While there is nothing inherently wrong with descriptive titles (“Sales by Product”), I do prefer the “as-you-can-see” title. If sales are growing, why don’t you say it in your chart title? “Sales are growing” (as you can see). And you can use titles to connect charts and get  a consistent message.

Don’t mess with time

I would call this “misplaced recency”. Everyone knows that, at least in the Western societies, time flows from left to right. If I see 38% on the left and 40% on the right I’ll assume that the slice is growing. But apparently its the other way around. Conventions work. Stick to them if you don’t have a good reason to break them.

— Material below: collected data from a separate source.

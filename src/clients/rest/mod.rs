//! REST API client for the Mixin management API.
//!
//! This module provides a higher-level REST API client built on top of the
//! [`HttpClient`](crate::clients::HttpClient) that offers convenient methods
//! for interacting with the management endpoints.
//!
//! # Overview
//!
//! - [`RestClient`]: The REST API client with `get()`, `post()`, `put()` methods
//! - [`RestError`]: Error type for REST API operations
//!
//! # Example
//!
//! ```rust,ignore
//! use mixin_api::{RestClient, MixinConfig};
//!
//! let client = RestClient::new(&config);
//!
//! let response = client.get("products", None).await?;
//! println!("Products: {}", response.body);
//! ```
//!
//! # Path Normalization
//!
//! Management endpoints always end in a slash:
//!
//! - Leading slashes are stripped: `/products` -> `products/`
//! - A trailing slash is added when missing: `products/12` -> `products/12/`

mod client;
mod errors;

pub use client::RestClient;
pub use errors::RestError;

DON’T EMPHASIZE EVERYTHING

If you label every single data point in a line chart; if you use primary colors only; if you explode every single slice in a pie chart, then you are yelling at the reader, while you render the chart unreadable.

Too much data

Exercise your editorial judgment when making a chart. You are the expert. You must know what makes the cut and what can safely be removed or grouped.

What is what?

When color-coding and labeling your chart, make sure that each series is clearly identified. That’s not the case here. And only use a legend if you must to. Label the data points in a pie chart and the label the series in a line chart.

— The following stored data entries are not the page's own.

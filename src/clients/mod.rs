//! HTTP client types for Mixin API communication.
//!
//! This module provides the foundational HTTP client layer for making
//! authenticated requests to the Mixin management API.
//!
//! # Overview
//!
//! The main types in this module are:
//!
//! - [`HttpClient`]: The async HTTP client for API communication
//! - [`HttpRequest`]: A request to be sent to the API
//! - [`HttpResponse`]: A parsed response from the API
//! - [`HttpMethod`]: Supported HTTP methods (GET, POST, PUT)
//! - [`DataType`]: Content types for request bodies
//! - [`rest::RestClient`]: Higher-level REST API client
//! - [`rest::RestError`]: REST-specific error types
//!
//! # Example
//!
//! ```rust,ignore
//! use mixin_api::{ApiKey, HttpClient, HttpMethod, HttpRequest, MixinConfig, StoreUrl};
//!
//! let config = MixinConfig::builder()
//!     .api_key(ApiKey::new("api-key").unwrap())
//!     .store_url(StoreUrl::new("https://shop.example.com").unwrap())
//!     .build()
//!     .unwrap();
//!
//! let client = HttpClient::new(&config);
//!
//! let request = HttpRequest::builder(HttpMethod::Get, "products/")
//!     .build()
//!     .unwrap();
//!
//! let response = client.request(request).await?;
//! ```
//!
//! # Status Handling
//!
//! The HTTP layer performs no retries and maps no statuses to errors. Every
//! response that arrives is handed back as an [`HttpResponse`]; only
//! transport failures surface as [`HttpError::Network`].

mod errors;
mod http_client;
mod http_request;
mod http_response;
pub mod rest;

pub use errors::{HttpError, InvalidHttpRequestError};
pub use http_client::{HttpClient, MANAGEMENT_API_PATH, SDK_VERSION};
pub use http_request::{DataType, HttpMethod, HttpRequest, HttpRequestBuilder};
pub use http_response::{HttpResponse, RAW_BODY_KEY};

// Re-export REST client types at the clients module level
pub use rest::{RestClient, RestError};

Alphabetical sorting? Never!

I wrote about alphabetical sorting recently. Don’t ever do it. The sorting key must come from the data itself. When you sort the data using an external key you are hiding the patterns. A chart is not a table.

Remove decimal places

If you are a precision freak I am sure you hate charts. If you are not, then remove decimal places from axis and data point labels. Remove the percentage sign too (place it near the axis or in a sub-title). Do the same with large numbers (1 instead of 1,000,000).

They look professional, don’t they?

Professional-looking charts? The wow factor? Memorable charts? Don’t make me laugh. Yes, we are attracted to shiny things, but, well, not all that glitters is gold. From the Wikipedia:

Panning for gold often results in finding pyrite, nicknamed fool’s gold, which reflects substantially more light than authentic gold does. Gold in its raw form appears dull and does not glitter.

I rest my case, and I think I’ll copy this paragraph to the Data Visualization article.

This is not about pies…

Tell me the true: you though I was going to write yet another blog post about pie charts and how evil they are, right? Sorry to disappoint you… But I admit: it’s easier to make all these mistakes in one or two pie charts.